Research highlights four priorities for occupiers to establish this foundation:
- Balance Quick Wins with Foundational Systems: The most effective AI programs balance immediate, confidence-building wins with longer-term foundational systems. These require more effort but ultimately drive greater business value. For example, an occupier might implement AI for optimizing energy consumption, which is straightforward to assess, alongside solutions for more complex outcomes like increasing portfolio agility.
- Invest in AI Skills and Capabilities: Leading companies are better resourced in terms of AI skills. The greater the priority on nurturing innovation, the greater the return.
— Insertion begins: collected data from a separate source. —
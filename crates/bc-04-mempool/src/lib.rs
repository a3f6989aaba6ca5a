//! # Mempool Subsystem
//!
//! A validating, fingerprint-deduplicated, per-sender-ordered transaction
//! queue. Admission runs the full rule chain (structural checks, nonce
//! window, fee coherence, balance cover) and each rule fails with its own
//! error kind so callers can tell a replay from an underfunded sender.
//!
//! Within a sender, transactions are strictly nonce-ordered; across senders
//! the ready set is ranked by effective tip per gas under the current base
//! fee. Duplicates are accepted idempotently. At capacity, the lowest-tip
//! transaction of the largest sender queue is evicted first.

pub mod admission;
pub mod errors;
pub mod pool;

pub use admission::AccountView;
pub use errors::MempoolError;
pub use pool::{Admitted, Mempool, MempoolConfig};
//! # Transaction Pool
//!
//! Core pool data structure with three indices:
//!
//! - `by_hash`: O(1) fingerprint lookup and deduplication
//! - `by_sender`: nonce-ordered queue per account (BTreeMap keys)
//! - selection: ready heads ranked by effective tip per gas at the current
//!   base fee
//!
//! A transaction whose nonce is ahead of the sender's account nonce stays
//! queued and is simply not selectable until the gap closes.

use crate::admission::{validate, AccountView};
use crate::errors::MempoolError;
use shared_types::{Address, ChainParameters, Encodable, Hash, Transaction, U256};
use std::collections::{BTreeMap, HashMap};
use std::time::{Duration, Instant};
use tracing::{debug, trace};

/// Pool tuning knobs.
#[derive(Clone, Debug)]
pub struct MempoolConfig {
    /// Total transaction cap; admission evicts past this.
    pub capacity: usize,
    /// Allowed nonce look-ahead per sender.
    pub nonce_window: u64,
    /// Transactions older than this are dropped by `evict_expired`.
    pub tx_ttl: Duration,
}

impl Default for MempoolConfig {
    fn default() -> Self {
        Self {
            capacity: 4096,
            nonce_window: 4,
            tx_ttl: Duration::from_secs(300),
        }
    }
}

/// Admission outcome for accepted transactions.
#[derive(Clone, Copy, Debug, PartialEq, Eq)]
pub enum Admitted {
    Inserted,
    /// Same hash already queued; accepted idempotently.
    Duplicate,
}

struct PoolEntry {
    tx: Transaction,
    inserted_at: Instant,
}

/// The mempool.
pub struct Mempool {
    config: MempoolConfig,
    params: ChainParameters,
    /// Fee floor for admission; tracks the chain head.
    base_fee: U256,
    by_hash: HashMap<Hash, PoolEntry>,
    by_sender: HashMap<Address, BTreeMap<u64, Hash>>,
}

impl Mempool {
    pub fn new(config: MempoolConfig, params: ChainParameters) -> Self {
        let base_fee = params.initial_base_fee;
        Self {
            config,
            params,
            base_fee,
            by_hash: HashMap::new(),
            by_sender: HashMap::new(),
        }
    }

    pub fn len(&self) -> usize {
        self.by_hash.len()
    }

    pub fn is_empty(&self) -> bool {
        self.by_hash.is_empty()
    }

    pub fn contains(&self, hash: &Hash) -> bool {
        self.by_hash.contains_key(hash)
    }

    pub fn get(&self, hash: &Hash) -> Option<&Transaction> {
        self.by_hash.get(hash).map(|entry| &entry.tx)
    }

    /// Track the chain head's base fee for admission and ranking.
    pub fn set_base_fee(&mut self, base_fee: U256) {
        self.base_fee = base_fee;
    }

    // =========================================================================
    // ADMISSION
    // =========================================================================

    /// Validate and queue a transaction.
    pub fn insert(
        &mut self,
        tx: Transaction,
        view: &dyn AccountView,
    ) -> Result<Admitted, MempoolError> {
        let hash = tx.hash();
        if self.by_hash.contains_key(&hash) {
            trace!(%hash, "duplicate transaction accepted idempotently");
            return Ok(Admitted::Duplicate);
        }

        validate(&tx, view, &self.params, self.base_fee, self.config.nonce_window)?;

        // Same-nonce replacement needs a strictly better tip.
        if let Some(existing_hash) = self
            .by_sender
            .get(&tx.sender)
            .and_then(|queue| queue.get(&tx.nonce))
            .copied()
        {
            let incumbent_tip = self.tip_of(&existing_hash);
            let new_tip = tx.effective_tip_per_gas(self.base_fee);
            if new_tip <= incumbent_tip {
                return Err(MempoolError::FeeBelowBase {
                    offered: new_tip,
                    required: incumbent_tip,
                });
            }
            self.remove(&existing_hash);
        }

        if self.by_hash.len() >= self.config.capacity {
            let Some((victim, victim_tip)) = self.eviction_candidate() else {
                return Err(MempoolError::MempoolFull {
                    capacity: self.config.capacity,
                });
            };
            let new_tip = tx.effective_tip_per_gas(self.base_fee);
            if new_tip <= victim_tip {
                return Err(MempoolError::MempoolFull {
                    capacity: self.config.capacity,
                });
            }
            debug!(victim = %victim, "evicting lowest-tip transaction of largest sender queue");
            self.remove(&victim);
        }

        self.by_sender
            .entry(tx.sender)
            .or_default()
            .insert(tx.nonce, hash);
        self.by_hash.insert(
            hash,
            PoolEntry {
                tx,
                inserted_at: Instant::now(),
            },
        );
        Ok(Admitted::Inserted)
    }

    // =========================================================================
    // SELECTION
    // =========================================================================

    /// Pick transactions for a candidate block: per-sender contiguous-nonce
    /// prefixes starting at the account nonce, merged across senders in
    /// descending tip order, bounded by gas, count, and encoded size.
    pub fn take_for_block(
        &self,
        view: &dyn AccountView,
        block_gas_limit: u64,
        max_txs: usize,
        max_bytes: usize,
    ) -> Vec<Transaction> {
        // Ready chain per sender: contiguous nonces from the account nonce.
        let mut chains: Vec<Vec<&Transaction>> = Vec::new();
        for (sender, queue) in &self.by_sender {
            let mut next = view.nonce_of(sender);
            let mut chain = Vec::new();
            while let Some(hash) = queue.get(&next) {
                if let Some(entry) = self.by_hash.get(hash) {
                    chain.push(&entry.tx);
                }
                next += 1;
            }
            if !chain.is_empty() {
                chains.push(chain);
            }
        }

        let mut selected = Vec::new();
        let mut cursors = vec![0usize; chains.len()];
        let mut gas_total: u64 = 0;
        let mut bytes_total: usize = 0;

        while selected.len() < max_txs {
            // Highest-tip head among the chains; ties break on hash for
            // determinism across replicas.
            let mut best: Option<(usize, U256, Hash)> = None;
            for (i, chain) in chains.iter().enumerate() {
                let Some(tx) = chain.get(cursors[i]) else {
                    continue;
                };
                let tip = tx.effective_tip_per_gas(self.base_fee);
                let hash = tx.hash();
                let better = match &best {
                    None => true,
                    Some((_, best_tip, best_hash)) => {
                        tip > *best_tip || (tip == *best_tip && hash < *best_hash)
                    }
                };
                if better {
                    best = Some((i, tip, hash));
                }
            }
            let Some((i, _, _)) = best else {
                break;
            };
            let tx = chains[i][cursors[i]];
            let encoded_len = tx.encode().len();
            if gas_total.saturating_add(tx.gas_limit) > block_gas_limit
                || bytes_total + encoded_len > max_bytes
            {
                // This sender's later nonces cannot run without this one.
                cursors[i] = chains[i].len();
                continue;
            }
            gas_total += tx.gas_limit;
            bytes_total += encoded_len;
            selected.push(tx.clone());
            cursors[i] += 1;
        }
        selected
    }

    // =========================================================================
    // MAINTENANCE
    // =========================================================================

    /// Drop committed transactions, and any queued transaction made stale by
    /// the new account nonces.
    pub fn remove_committed(&mut self, txs: &[Transaction], view: &dyn AccountView) {
        for tx in txs {
            self.remove(&tx.hash());
        }
        let stale: Vec<Hash> = self
            .by_sender
            .iter()
            .flat_map(|(sender, queue)| {
                let account_nonce = view.nonce_of(sender);
                queue
                    .range(..account_nonce)
                    .map(|(_, hash)| *hash)
                    .collect::<Vec<_>>()
            })
            .collect();
        for hash in stale {
            self.remove(&hash);
        }
    }

    /// Drop transactions older than the configured TTL.
    pub fn evict_expired(&mut self) {
        let ttl = self.config.tx_ttl;
        let expired: Vec<Hash> = self
            .by_hash
            .iter()
            .filter(|(_, entry)| entry.inserted_at.elapsed() > ttl)
            .map(|(hash, _)| *hash)
            .collect();
        if !expired.is_empty() {
            debug!(count = expired.len(), "evicting expired transactions");
        }
        for hash in expired {
            self.remove(&hash);
        }
    }

    fn remove(&mut self, hash: &Hash) {
        if let Some(entry) = self.by_hash.remove(hash) {
            if let Some(queue) = self.by_sender.get_mut(&entry.tx.sender) {
                queue.remove(&entry.tx.nonce);
                if queue.is_empty() {
                    self.by_sender.remove(&entry.tx.sender);
                }
            }
        }
    }

    fn tip_of(&self, hash: &Hash) -> U256 {
        self.by_hash
            .get(hash)
            .map(|entry| entry.tx.effective_tip_per_gas(self.base_fee))
            .unwrap_or_default()
    }

    /// Lowest-tip transaction of the largest sender queue.
    fn eviction_candidate(&self) -> Option<(Hash, U256)> {
        let (_, queue) = self
            .by_sender
            .iter()
            .max_by_key(|(sender, queue)| (queue.len(), *sender))?;
        queue
            .values()
            .map(|hash| (*hash, self.tip_of(hash)))
            .min_by_key(|(_, tip)| *tip)
    }
}

#[cfg(test)]
mod tests {
    use super::*;
    use crate::admission::tests::{signed_tx, MapView};
    use shared_crypto::{derive_address, Ed25519KeyPair};
    use shared_types::Account;
    use std::collections::HashMap;

    fn pool() -> Mempool {
        let mut params = ChainParameters::default();
        params.initial_base_fee = U256::one();
        params.min_gas_price = U256::one();
        Mempool::new(MempoolConfig::default(), params)
    }

    fn view_for(keys: &[&Ed25519KeyPair]) -> MapView {
        let mut accounts = HashMap::new();
        for key in keys {
            let address = derive_address(&key.public_key().to_value());
            accounts.insert(address, Account::new_eoa(U256::from(10_000_000_000u64)));
        }
        MapView(accounts)
    }

    #[test]
    fn duplicate_is_idempotent() {
        let key = Ed25519KeyPair::from_seed(1);
        let view = view_for(&[&key]);
        let mut pool = pool();
        let tx = signed_tx(&key, 0, 5);
        assert_eq!(pool.insert(tx.clone(), &view).unwrap(), Admitted::Inserted);
        assert_eq!(pool.insert(tx, &view).unwrap(), Admitted::Duplicate);
        assert_eq!(pool.len(), 1);
    }

    #[test]
    fn selection_ranks_by_tip() {
        let low = Ed25519KeyPair::from_seed(1);
        let high = Ed25519KeyPair::from_seed(2);
        let view = view_for(&[&low, &high]);
        let mut pool = pool();
        pool.insert(signed_tx(&low, 0, 5), &view).unwrap();
        pool.insert(signed_tx(&high, 0, 50), &view).unwrap();

        let picked = pool.take_for_block(&view, 1_000_000, 10, 1 << 20);
        assert_eq!(picked.len(), 2);
        assert_eq!(picked[0].sender, derive_address(&high.public_key().to_value()));
        assert_eq!(picked[1].sender, derive_address(&low.public_key().to_value()));
    }

    #[test]
    fn gapped_nonce_is_held_back() {
        let key = Ed25519KeyPair::from_seed(1);
        let view = view_for(&[&key]);
        let mut pool = pool();
        // Nonce 0 and 2 queued, 1 missing: only 0 is selectable.
        pool.insert(signed_tx(&key, 0, 5), &view).unwrap();
        pool.insert(signed_tx(&key, 2, 5), &view).unwrap();

        let picked = pool.take_for_block(&view, 1_000_000, 10, 1 << 20);
        assert_eq!(picked.len(), 1);
        assert_eq!(picked[0].nonce, 0);

        // Gap closes: all three go, in nonce order.
        pool.insert(signed_tx(&key, 1, 5), &view).unwrap();
        let picked = pool.take_for_block(&view, 1_000_000, 10, 1 << 20);
        assert_eq!(
            picked.iter().map(|tx| tx.nonce).collect::<Vec<_>>(),
            vec![0, 1, 2]
        );
    }

    #[test]
    fn gas_budget_bounds_selection() {
        let key = Ed25519KeyPair::from_seed(1);
        let view = view_for(&[&key]);
        let mut pool = pool();
        pool.insert(signed_tx(&key, 0, 5), &view).unwrap();
        pool.insert(signed_tx(&key, 1, 5), &view).unwrap();

        // Room for exactly one 21k transfer.
        let picked = pool.take_for_block(&view, 30_000, 10, 1 << 20);
        assert_eq!(picked.len(), 1);
    }

    #[test]
    fn capacity_evicts_lowest_tip_of_largest_queue() {
        let spammer = Ed25519KeyPair::from_seed(1);
        let other = Ed25519KeyPair::from_seed(2);
        let view = view_for(&[&spammer, &other]);
        let mut params = ChainParameters::default();
        params.initial_base_fee = U256::one();
        let mut pool = Mempool::new(
            MempoolConfig {
                capacity: 3,
                ..MempoolConfig::default()
            },
            params,
        );

        pool.insert(signed_tx(&spammer, 0, 5), &view).unwrap();
        pool.insert(signed_tx(&spammer, 1, 2), &view).unwrap();
        pool.insert(signed_tx(&other, 0, 10), &view).unwrap();
        assert_eq!(pool.len(), 3);

        // Richer transaction pushes out the spammer's cheapest.
        pool.insert(signed_tx(&other, 1, 20), &view).unwrap();
        assert_eq!(pool.len(), 3);
        let victim = signed_tx(&spammer, 1, 2).hash();
        assert!(!pool.contains(&victim));

        // A tip no better than the would-be victim is refused outright.
        let err = pool.insert(signed_tx(&spammer, 2, 1), &view).unwrap_err();
        assert!(matches!(err, MempoolError::MempoolFull { .. }));
    }

    #[test]
    fn remove_committed_prunes_stale_nonces() {
        let key = Ed25519KeyPair::from_seed(1);
        let mut view = view_for(&[&key]);
        let mut pool = pool();
        let tx0 = signed_tx(&key, 0, 5);
        let tx1 = signed_tx(&key, 1, 5);
        pool.insert(tx0.clone(), &view).unwrap();
        pool.insert(tx1.clone(), &view).unwrap();

        // Block committed both; account nonce is now 2.
        let sender = tx0.sender;
        view.0.get_mut(&sender).unwrap().nonce = 2;
        pool.remove_committed(&[tx0], &view);
        // tx1 was not in the committed list but its nonce is stale now.
        assert!(pool.is_empty());
    }

    #[test]
    fn replacement_needs_strictly_better_tip() {
        let key = Ed25519KeyPair::from_seed(1);
        let view = view_for(&[&key]);
        let mut pool = pool();
        pool.insert(signed_tx(&key, 0, 5), &view).unwrap();

        let err = pool.insert(signed_tx(&key, 0, 5), &view);
        // Same hash: duplicate, not replacement.
        assert_eq!(err.unwrap(), Admitted::Duplicate);

        let err = pool.insert(signed_tx(&key, 0, 4), &view).unwrap_err();
        assert!(matches!(err, MempoolError::FeeBelowBase { .. }));

        pool.insert(signed_tx(&key, 0, 6), &view).unwrap();
        assert_eq!(pool.len(), 1);
    }
}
Currently, only 33% of the workforce feels adequately trained on AI. Most occupiers (70%) use multiple strategies to source AI capabilities, including internal training, custom tool development, hiring AI talent, and external partnerships.
- Modernize Digital Infrastructure: AI innovation needs robust digital infrastructure to protect data and corporate systems. Upgrading or retiring legacy tech systems in CRE is an imminent challenge. Leaders must undertake this without disrupting business functions or losing data. Legacy systems represent key barriers to AI adoption, with 81% of companies reporting at least three existing systems not generating expected results. 88% are allocating budget to upgrade these technologies.
- Align AI Rollouts with Organizational Change: Technology adoption requires multi-level stakeholder buy-in and effective change management. Survey respondents noted that the best time to adopt new technology is during other major business changes. These include IT system overhauls, leadership restructuring, responses to new regulatory requirements, or capital planning cycles. CRE professionals who align AI rollouts with planned organizational changes are best placed to secure resources and engage their workforce.
Looking Ahead to AI's Future in CRE
Some find comfort in AI pilot failures, dismissing meaningful actions by claiming the technology is not yet mature. However, the reality is that AI transformation will only deepen. Looking towards 2030 and beyond, the purpose of current pilots extends beyond immediate ROI. They provide critical learnings to inform a more encompassing, longer-term AI strategy for CRE.
Occupiers who wait idly for technologies to mature, hoping for a 'second mover advantage,' risk competitive obsolescence. They miss the chance to experiment and understand how AI can deliver value for their unique operations. The true 'second mover advantage' lies in resisting AI hype while strategically testing chosen AI use cases and nurturing CRE teams' capabilities.
In the long run, AI's most enduring value will belong to companies that build adaptive capacity for waves of change that are yet to be fully predicted. It is not just about becoming more efficient or growing faster. It is about developing the organizational DNA to continuously evolve as AI capabilities advance.